§ The data:
-------------------------

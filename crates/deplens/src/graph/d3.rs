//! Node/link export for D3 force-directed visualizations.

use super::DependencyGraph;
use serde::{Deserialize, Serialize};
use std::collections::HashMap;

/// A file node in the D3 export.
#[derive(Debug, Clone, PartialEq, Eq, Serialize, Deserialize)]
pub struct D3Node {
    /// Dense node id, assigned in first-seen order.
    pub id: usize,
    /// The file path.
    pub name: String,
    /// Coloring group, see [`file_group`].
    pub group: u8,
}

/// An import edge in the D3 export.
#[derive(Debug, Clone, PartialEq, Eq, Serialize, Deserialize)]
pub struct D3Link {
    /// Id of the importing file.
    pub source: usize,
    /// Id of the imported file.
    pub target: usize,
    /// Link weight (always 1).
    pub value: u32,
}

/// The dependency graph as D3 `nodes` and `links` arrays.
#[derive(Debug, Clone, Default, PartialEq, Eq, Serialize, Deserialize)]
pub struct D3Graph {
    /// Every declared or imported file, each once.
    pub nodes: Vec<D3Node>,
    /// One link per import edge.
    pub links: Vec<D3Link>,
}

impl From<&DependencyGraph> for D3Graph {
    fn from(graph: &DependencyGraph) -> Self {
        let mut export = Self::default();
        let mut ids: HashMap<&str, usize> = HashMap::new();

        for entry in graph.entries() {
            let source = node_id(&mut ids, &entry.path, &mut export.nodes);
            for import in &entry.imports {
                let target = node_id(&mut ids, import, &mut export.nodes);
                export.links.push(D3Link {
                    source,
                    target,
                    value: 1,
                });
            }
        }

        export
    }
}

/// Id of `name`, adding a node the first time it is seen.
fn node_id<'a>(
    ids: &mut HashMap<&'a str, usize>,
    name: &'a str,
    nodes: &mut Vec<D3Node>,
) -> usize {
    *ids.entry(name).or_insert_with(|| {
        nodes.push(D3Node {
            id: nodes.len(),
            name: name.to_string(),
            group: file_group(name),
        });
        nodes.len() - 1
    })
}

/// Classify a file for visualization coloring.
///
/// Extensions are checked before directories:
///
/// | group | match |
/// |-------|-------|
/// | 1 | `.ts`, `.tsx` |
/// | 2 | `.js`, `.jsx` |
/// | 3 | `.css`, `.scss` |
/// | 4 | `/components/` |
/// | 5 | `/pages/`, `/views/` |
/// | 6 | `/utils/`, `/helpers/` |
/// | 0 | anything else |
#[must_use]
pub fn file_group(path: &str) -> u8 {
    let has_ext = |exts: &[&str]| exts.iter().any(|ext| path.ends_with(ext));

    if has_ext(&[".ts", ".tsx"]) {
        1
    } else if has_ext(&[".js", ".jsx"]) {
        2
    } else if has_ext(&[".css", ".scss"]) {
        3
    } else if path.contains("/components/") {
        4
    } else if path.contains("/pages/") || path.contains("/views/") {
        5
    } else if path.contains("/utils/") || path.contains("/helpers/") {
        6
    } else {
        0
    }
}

-------------------------

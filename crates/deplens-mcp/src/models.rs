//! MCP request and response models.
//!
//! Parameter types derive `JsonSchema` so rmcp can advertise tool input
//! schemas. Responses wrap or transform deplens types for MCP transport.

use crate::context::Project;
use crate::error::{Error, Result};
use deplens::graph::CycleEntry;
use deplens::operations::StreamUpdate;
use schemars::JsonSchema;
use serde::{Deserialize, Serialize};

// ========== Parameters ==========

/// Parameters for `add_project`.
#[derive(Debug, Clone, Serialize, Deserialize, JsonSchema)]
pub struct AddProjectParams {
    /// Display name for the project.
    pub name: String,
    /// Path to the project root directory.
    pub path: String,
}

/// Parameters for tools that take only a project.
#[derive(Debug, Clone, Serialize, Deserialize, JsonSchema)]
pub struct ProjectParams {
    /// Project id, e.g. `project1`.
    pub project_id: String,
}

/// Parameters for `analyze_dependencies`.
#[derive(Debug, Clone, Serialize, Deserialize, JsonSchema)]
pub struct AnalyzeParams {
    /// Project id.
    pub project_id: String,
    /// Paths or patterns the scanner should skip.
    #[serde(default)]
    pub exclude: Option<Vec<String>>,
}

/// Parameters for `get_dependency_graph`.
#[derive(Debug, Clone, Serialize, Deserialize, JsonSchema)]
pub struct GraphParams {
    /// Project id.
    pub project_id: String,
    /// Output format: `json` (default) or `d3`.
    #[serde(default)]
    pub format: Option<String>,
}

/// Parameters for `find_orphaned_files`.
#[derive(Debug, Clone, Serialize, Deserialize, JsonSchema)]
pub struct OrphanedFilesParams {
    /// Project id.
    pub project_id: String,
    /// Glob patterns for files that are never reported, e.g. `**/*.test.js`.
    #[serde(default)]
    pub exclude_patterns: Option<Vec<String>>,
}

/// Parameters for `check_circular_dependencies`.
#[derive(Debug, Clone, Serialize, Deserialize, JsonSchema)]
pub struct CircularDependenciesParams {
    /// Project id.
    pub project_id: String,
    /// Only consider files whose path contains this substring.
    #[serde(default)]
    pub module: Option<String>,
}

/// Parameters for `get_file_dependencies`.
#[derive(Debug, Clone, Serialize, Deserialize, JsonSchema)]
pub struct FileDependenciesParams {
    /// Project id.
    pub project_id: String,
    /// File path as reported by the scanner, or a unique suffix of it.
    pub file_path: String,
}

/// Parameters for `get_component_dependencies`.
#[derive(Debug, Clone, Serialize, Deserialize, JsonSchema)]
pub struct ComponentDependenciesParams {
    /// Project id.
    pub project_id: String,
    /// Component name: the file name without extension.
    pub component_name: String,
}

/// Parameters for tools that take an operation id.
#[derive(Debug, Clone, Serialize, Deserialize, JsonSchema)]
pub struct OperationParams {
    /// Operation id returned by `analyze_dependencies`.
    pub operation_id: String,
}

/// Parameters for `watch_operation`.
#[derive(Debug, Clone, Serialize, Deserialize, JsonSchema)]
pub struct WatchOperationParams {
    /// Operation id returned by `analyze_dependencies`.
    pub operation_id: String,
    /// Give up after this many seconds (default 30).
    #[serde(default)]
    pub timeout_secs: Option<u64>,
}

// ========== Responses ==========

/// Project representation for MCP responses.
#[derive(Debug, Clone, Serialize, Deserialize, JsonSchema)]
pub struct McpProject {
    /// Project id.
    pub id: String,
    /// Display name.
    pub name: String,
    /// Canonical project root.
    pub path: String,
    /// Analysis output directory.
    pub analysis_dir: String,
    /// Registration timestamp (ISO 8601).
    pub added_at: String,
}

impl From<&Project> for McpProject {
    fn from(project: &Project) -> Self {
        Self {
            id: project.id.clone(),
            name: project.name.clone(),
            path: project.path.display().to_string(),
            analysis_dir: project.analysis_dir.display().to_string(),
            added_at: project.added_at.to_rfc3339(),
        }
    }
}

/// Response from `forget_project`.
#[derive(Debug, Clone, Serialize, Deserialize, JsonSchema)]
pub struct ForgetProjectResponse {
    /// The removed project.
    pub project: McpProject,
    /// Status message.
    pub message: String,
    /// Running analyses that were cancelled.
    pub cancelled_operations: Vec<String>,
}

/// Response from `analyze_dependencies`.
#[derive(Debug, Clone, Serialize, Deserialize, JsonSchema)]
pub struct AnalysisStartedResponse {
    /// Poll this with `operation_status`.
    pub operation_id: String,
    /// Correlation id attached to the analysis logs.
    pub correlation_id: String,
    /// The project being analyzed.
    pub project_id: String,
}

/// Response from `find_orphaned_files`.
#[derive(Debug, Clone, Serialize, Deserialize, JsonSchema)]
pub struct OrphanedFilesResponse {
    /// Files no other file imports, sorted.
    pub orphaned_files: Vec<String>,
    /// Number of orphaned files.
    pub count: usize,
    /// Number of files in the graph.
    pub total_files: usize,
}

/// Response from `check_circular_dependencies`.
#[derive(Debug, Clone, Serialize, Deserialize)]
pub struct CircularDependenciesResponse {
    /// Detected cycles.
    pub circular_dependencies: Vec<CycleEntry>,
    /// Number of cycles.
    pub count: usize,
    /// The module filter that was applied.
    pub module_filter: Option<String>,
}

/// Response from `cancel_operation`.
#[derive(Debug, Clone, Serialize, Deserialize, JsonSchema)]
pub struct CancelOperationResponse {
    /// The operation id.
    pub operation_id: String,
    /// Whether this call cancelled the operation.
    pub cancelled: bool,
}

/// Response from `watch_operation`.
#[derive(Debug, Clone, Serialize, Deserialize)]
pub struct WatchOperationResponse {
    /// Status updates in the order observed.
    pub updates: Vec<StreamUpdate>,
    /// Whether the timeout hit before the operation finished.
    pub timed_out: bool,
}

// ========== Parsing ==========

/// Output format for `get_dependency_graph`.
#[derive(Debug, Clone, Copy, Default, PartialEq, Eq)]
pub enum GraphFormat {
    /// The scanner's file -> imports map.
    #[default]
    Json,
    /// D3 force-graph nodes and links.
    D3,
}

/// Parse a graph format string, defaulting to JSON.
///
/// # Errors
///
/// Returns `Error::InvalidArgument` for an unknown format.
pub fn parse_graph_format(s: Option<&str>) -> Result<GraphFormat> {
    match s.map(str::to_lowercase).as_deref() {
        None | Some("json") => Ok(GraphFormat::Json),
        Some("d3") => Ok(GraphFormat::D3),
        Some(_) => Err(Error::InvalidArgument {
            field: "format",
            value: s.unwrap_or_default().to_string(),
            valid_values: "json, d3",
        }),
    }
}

-------------------------

§ Exercise aim:
Show the lines from the data above that contain the string "else".

§ The answer:
/// | 0 | anything else |
    } else if has_ext(&[".js", ".jsx"]) {
    } else if has_ext(&[".css", ".scss"]) {
    } else if path.contains("/components/") {
    } else if path.contains("/pages/") || path.contains("/views/") {
    } else if path.contains("/utils/") || path.contains("/helpers/") {
    } else {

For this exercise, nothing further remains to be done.